I also recommend the list of basic Lenormand card meanings found at Helen Riding’s blog, MyWingsofDesire. And don’t miss out on her other great Lenormand pages and the links on her site.
Donnaleigh de LaRose has a whole page of media-based Lenormand Lessons from her blogtalk “BeyondWorlds” radio shows with Rana George and Melissa Hill, as well as her own youtube videos.
Andy Cerru’s excellent free course, Cartomante’s Cabinet, is available again. Highly recommended but requires a commitment to do the work. See also:
Heidi Kabel as Die Kartenlegerin
The German word for Cartomancer is Kartenlegerin. A YouTube search brings up two fascinating works. The first is the amazing singer/actor Heidi Kabel as the card reader in the made-for-TV play, Die Kartenlegerin (1968). A rough translation by Alexander Kurzwernhart of the reading is available in the Comments. One thing to note is the method of “counting cards,” which is a key cartomancy technique used when reading a layout of the whole deck (usually 32, 36 or 52 cards). One counts 5, 7 or 9 cards in any direction from the querent’s significator and from the significator of the ‘person of interest’. (It looks like she’s stabbing the cards with her finger.) Fast forward to Minute 6:00 to begin the reading.
Schumann’s – Die Kartenlegerin, Op.31 No.2
Robert Schumann (1810-1856) wrote this song in 1840 (based on a poem in French “Les cartes ou l’horoscope” by Pierre Jean de Béranger (1780-1857)), about a young girl stopping her sewing to quickly read her cards while her mother sleeps. Learn more about it here. The translation comes from the Lotte Lehmann League. You might want to listen to the music while you read the English lyrics.

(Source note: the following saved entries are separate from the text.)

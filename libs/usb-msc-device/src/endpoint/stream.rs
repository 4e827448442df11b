use heapless::Deque;

use super::{update_endpt, Bank, Direction, Drained, EndpointAddress, Pipe};
use crate::bdt::Bdt;
use crate::hw::Sie;
use crate::packet::{PacketId, PacketPool};
use crate::{MAX_PKT_SIZE, NUM_PACKETS};

/// Filled OUT packets kept before the endpoint stops re-arming its slots.
const RX_HIGH_WATER: usize = 8;
/// IN packets that may wait for a free slot before `can_send()` turns false.
const TX_PENDING_LIMIT: usize = 2;

/// Bulk OUT endpoint. Both banks are kept armed with empty packets; filled packets
/// queue up in arrival order until the interface pops them.
pub struct StreamOut {
    addr: EndpointAddress,
    enabled: bool,
    stalled: bool,
    /// Bank the SIE completes next. Survives disable/enable, like the SIE's own
    /// ping-pong pointer; only a bus reset (ODDRST) returns it to Even.
    hw_bank: Bank,
    /// DATA0/1 expected in `hw_bank`.
    toggle: bool,
    rx: Deque<PacketId, NUM_PACKETS>,
}

impl StreamOut {
    pub const fn new(num: u8) -> StreamOut {
        StreamOut {
            addr: EndpointAddress::new(num, Direction::Out),
            enabled: false,
            stalled: false,
            hw_bank: Bank::Even,
            toggle: false,
            rx: Deque::new(),
        }
    }

    fn slot(&self, bank: Bank) -> usize { Bdt::index(self.addr.num, Direction::Out, bank) }

    fn toggle_for(&self, bank: Bank) -> bool { if bank == self.hw_bank { self.toggle } else { !self.toggle } }

    fn wants_packet(&self, bdt: &Bdt, bank: Bank) -> bool {
        self.enabled && !bdt.is_armed(self.slot(bank)) && self.rx.len() < RX_HIGH_WATER
    }

    fn arm_with(&mut self, bdt: &mut Bdt, bank: Bank, id: PacketId, addr: u32) {
        let slot = self.slot(bank);
        bdt.arm(slot, id, addr, MAX_PKT_SIZE, self.toggle_for(bank));
        if self.stalled && bank == self.hw_bank {
            bdt.stall(slot);
        }
    }

    fn arm(&mut self, bdt: &mut Bdt, pool: &mut PacketPool, bank: Bank) {
        if !self.wants_packet(bdt, bank) {
            return;
        }
        if let Some(id) = pool.acquire_for(self.addr) {
            let addr = pool.dma_addr(id);
            self.arm_with(bdt, bank, id, addr);
        }
    }

    /// Arms every idle slot, registering demand with the pool if it is dry.
    pub fn refill(&mut self, bdt: &mut Bdt, pool: &mut PacketPool) {
        self.arm(bdt, pool, self.hw_bank);
        self.arm(bdt, pool, self.hw_bank.other());
    }

    /// Next filled packet, oldest first. Ownership passes to the caller.
    pub fn pop(&mut self) -> Option<PacketId> { self.rx.pop_front() }

    pub fn pending(&self) -> usize { self.rx.len() }

    /// Forgets the ping-pong position after the SIE's BDT pointers were reset.
    pub fn reset_banks(&mut self) { self.hw_bank = Bank::Even }
}

impl Pipe for StreamOut {
    fn address(&self) -> EndpointAddress { self.addr }

    fn enable<S: Sie>(&mut self, sie: &S, bdt: &mut Bdt, pool: &mut PacketPool) {
        self.enabled = true;
        self.stalled = false;
        self.toggle = false;
        update_endpt(sie, self.addr.num, |e| e.set_eprxen(true));
        self.refill(bdt, pool);
    }

    fn disable<S: Sie>(&mut self, sie: &S, bdt: &mut Bdt, pool: &mut PacketPool, drained: &mut Drained) {
        self.enabled = false;
        self.stalled = false;
        update_endpt(sie, self.addr.num, |e| e.set_eprxen(false));
        for bank in [Bank::Even, Bank::Odd] {
            if let (Some(id), _) = bdt.retire(self.slot(bank)) {
                drained.push(id).ok();
            }
        }
        while let Some(id) = self.rx.pop_front() {
            drained.push(id).ok();
        }
        pool.cancel(self.addr);
    }

    fn isr(&mut self, bdt: &mut Bdt, pool: &mut PacketPool, bank: Bank) -> Option<PacketId> {
        let (id, ctl) = bdt.retire(self.slot(bank));
        let Some(id) = id else {
            log::warn!("{:?}: completion on idle {:?} slot", self.addr, bank);
            return None;
        };
        if bank != self.hw_bank {
            log::warn!("{:?}: expected {:?} completion, got {:?}", self.addr, self.hw_bank, bank);
        }
        self.hw_bank = bank.other();
        self.toggle = !ctl.data1();
        pool.packet_mut(id).count = ctl.byte_count() as usize;
        if !self.enabled {
            return Some(id);
        }
        if let Err(id) = self.rx.push_back(id) {
            return Some(id);
        }
        self.arm(bdt, pool, bank);
        None
    }

    fn give(&mut self, bdt: &mut Bdt, id: PacketId, addr: u32) -> bool {
        for bank in [self.hw_bank, self.hw_bank.other()] {
            if self.wants_packet(bdt, bank) {
                self.arm_with(bdt, bank, id, addr);
                return true;
            }
        }
        false
    }

    fn stall(&mut self, bdt: &mut Bdt) {
        self.stalled = true;
        bdt.stall(self.slot(self.hw_bank));
    }

    fn unstall(&mut self, bdt: &mut Bdt, pool: &mut PacketPool) {
        self.stalled = false;
        self.toggle = false;
        for bank in [Bank::Even, Bank::Odd] {
            let slot = self.slot(bank);
            if bdt.is_armed(slot) {
                let addr = bdt.entry(slot).address();
                bdt.rearm(slot, addr, MAX_PKT_SIZE, self.toggle_for(bank));
            } else {
                bdt.clear(slot);
            }
        }
        self.refill(bdt, pool);
    }

    fn stalled(&self) -> bool { self.stalled }
}

/// Bulk IN endpoint. Packets queue in order and are armed into the two banks with
/// alternating DATA0/1; each one goes back to the pool once the host has it.
pub struct StreamIn {
    addr: EndpointAddress,
    enabled: bool,
    stalled: bool,
    hw_bank: Bank,
    toggle: bool,
    tx: Deque<PacketId, 4>,
}

impl StreamIn {
    pub const fn new(num: u8) -> StreamIn {
        StreamIn {
            addr: EndpointAddress::new(num, Direction::In),
            enabled: false,
            stalled: false,
            hw_bank: Bank::Even,
            toggle: false,
            tx: Deque::new(),
        }
    }

    fn slot(&self, bank: Bank) -> usize { Bdt::index(self.addr.num, Direction::In, bank) }

    fn toggle_for(&self, bank: Bank) -> bool { if bank == self.hw_bank { self.toggle } else { !self.toggle } }

    /// True while another packet can be queued without piling up.
    pub fn can_send(&self) -> bool { self.enabled && self.tx.len() < TX_PENDING_LIMIT }

    /// Queues `id` for transmission. Gives the packet back if the endpoint is off
    /// or its queue is full.
    pub fn send(&mut self, bdt: &mut Bdt, pool: &PacketPool, id: PacketId) -> Result<(), PacketId> {
        if !self.enabled {
            return Err(id);
        }
        self.tx.push_back(id)?;
        self.pump(bdt, pool);
        Ok(())
    }

    /// True when nothing is queued or waiting in a slot.
    pub fn idle(&self, bdt: &Bdt) -> bool {
        self.tx.is_empty() && !bdt.is_armed(self.slot(Bank::Even)) && !bdt.is_armed(self.slot(Bank::Odd))
    }

    fn pump(&mut self, bdt: &mut Bdt, pool: &PacketPool) {
        if self.stalled {
            return;
        }
        for bank in [self.hw_bank, self.hw_bank.other()] {
            let slot = self.slot(bank);
            if bdt.is_armed(slot) {
                continue;
            }
            let Some(id) = self.tx.pop_front() else { break };
            bdt.arm(slot, id, pool.dma_addr(id), pool.packet(id).count, self.toggle_for(bank));
        }
    }

    pub fn reset_banks(&mut self) { self.hw_bank = Bank::Even }
}

impl Pipe for StreamIn {
    fn address(&self) -> EndpointAddress { self.addr }

    fn enable<S: Sie>(&mut self, sie: &S, _bdt: &mut Bdt, _pool: &mut PacketPool) {
        self.enabled = true;
        self.stalled = false;
        self.toggle = false;
        update_endpt(sie, self.addr.num, |e| e.set_eptxen(true));
    }

    fn disable<S: Sie>(&mut self, sie: &S, bdt: &mut Bdt, _pool: &mut PacketPool, drained: &mut Drained) {
        self.enabled = false;
        self.stalled = false;
        update_endpt(sie, self.addr.num, |e| e.set_eptxen(false));
        for bank in [Bank::Even, Bank::Odd] {
            if let (Some(id), _) = bdt.retire(self.slot(bank)) {
                drained.push(id).ok();
            }
        }
        while let Some(id) = self.tx.pop_front() {
            drained.push(id).ok();
        }
    }

    fn isr(&mut self, bdt: &mut Bdt, pool: &mut PacketPool, bank: Bank) -> Option<PacketId> {
        let (id, ctl) = bdt.retire(self.slot(bank));
        if id.is_none() {
            log::warn!("{:?}: completion on idle {:?} slot", self.addr, bank);
            return None;
        }
        self.hw_bank = bank.other();
        self.toggle = !ctl.data1();
        self.pump(bdt, pool);
        id
    }

    fn give(&mut self, _bdt: &mut Bdt, _id: PacketId, _addr: u32) -> bool { false }

    fn stall(&mut self, bdt: &mut Bdt) {
        self.stalled = true;
        bdt.stall(self.slot(self.hw_bank));
    }

    fn unstall(&mut self, bdt: &mut Bdt, pool: &mut PacketPool) {
        self.stalled = false;
        self.toggle = false;
        for bank in [self.hw_bank, self.hw_bank.other()] {
            let slot = self.slot(bank);
            match bdt.owner(slot) {
                Some(id) => {
                    let addr = bdt.entry(slot).address();
                    bdt.rearm(slot, addr, pool.packet(id).count, self.toggle_for(bank));
                }
                None => bdt.clear(slot),
            }
        }
        self.pump(bdt, pool);
    }

    fn stalled(&self) -> bool { self.stalled }
}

Has mother finally fallen asleep
Over her book of sermons?
You, my needle, now lie still,
Stop this constant sewing.
I shall read the cards,
Oh, what things can I expect,
Oh, how will it all end?
If I am not deceived,
One, I think of, will appear,
Great, here he comes,
The knave of hearts knows his duty.
A rich widow? oh dear.
Yes, he woos her, I’m undone,
Oh! the wicked scoundrel.
Heartache and much vexation,
A school with restricting walls,
But the king of diamonds will take pity
And comfort me.
A nicely delivered present,
He elopes with me, a journey,
Money and happiness in abundance.
This king of diamonds
Must be a prince or king,
Which means that it won’t take much
For me to be a princess.
Here’s a foe, who strives to soil
My name before His Majesty,
And a fair-haired man stands by me.
A secret comes to light,
And I escape just in time,
Farewell, O life of splendor,
Ah, that was a cruel blow.
The one is gone, a crowd
Surges around me
That I can scarcely count them all.
A dumb female apparition,
A wheezing old woman coming my way,
To banish love and happiness
Before my youth has gone?
Ah, it’s mother, who’s woken up,
Opening wide her mouth to scold.
No, the cards never lie.
In 1896 a gem of a book called What the Cards Tell appeared by “Minetta.” Minetta also wrote a book on teacup fortune telling. A special deck by her appeared around 1898 (see ad below), followed by “The Gypsy Bijou Fortune Telling Cards” with a guide by Minetta (Foulsham & Co., 1910; republished 1969). Minetta’s book came out in several subsequent editions, including a 1918 expanded edition called Card Reading: A Practical Guide (William Rider; introduced by Sepharial) that includes a section on tarot using the Rider-Waite-Smith deck.Minetta’s first edition recounts the history of the tarot as follows:
“Since three thousand years before Christ, the art of Cartomancy has been in vogue. Many ancient adepts consulted the oracle before venturing on any great undertaking. The Chinese used to engrave plates of copper and silver with designs of similar import to those in modern use. The Hebrews engraved the sacred symbols of the Tarot on plates of gold, and these were afterwards copied by the Kabalists, and notably by Simeon-bar-Jachai, to whom we owe our knowledge of the Book of Hermes. The art of Divination was in vogue among the adepts of the religious orders in times past, and the vulgar imitation was permitted by them the better to veil from public knowledge the true secrets of the sacred science.”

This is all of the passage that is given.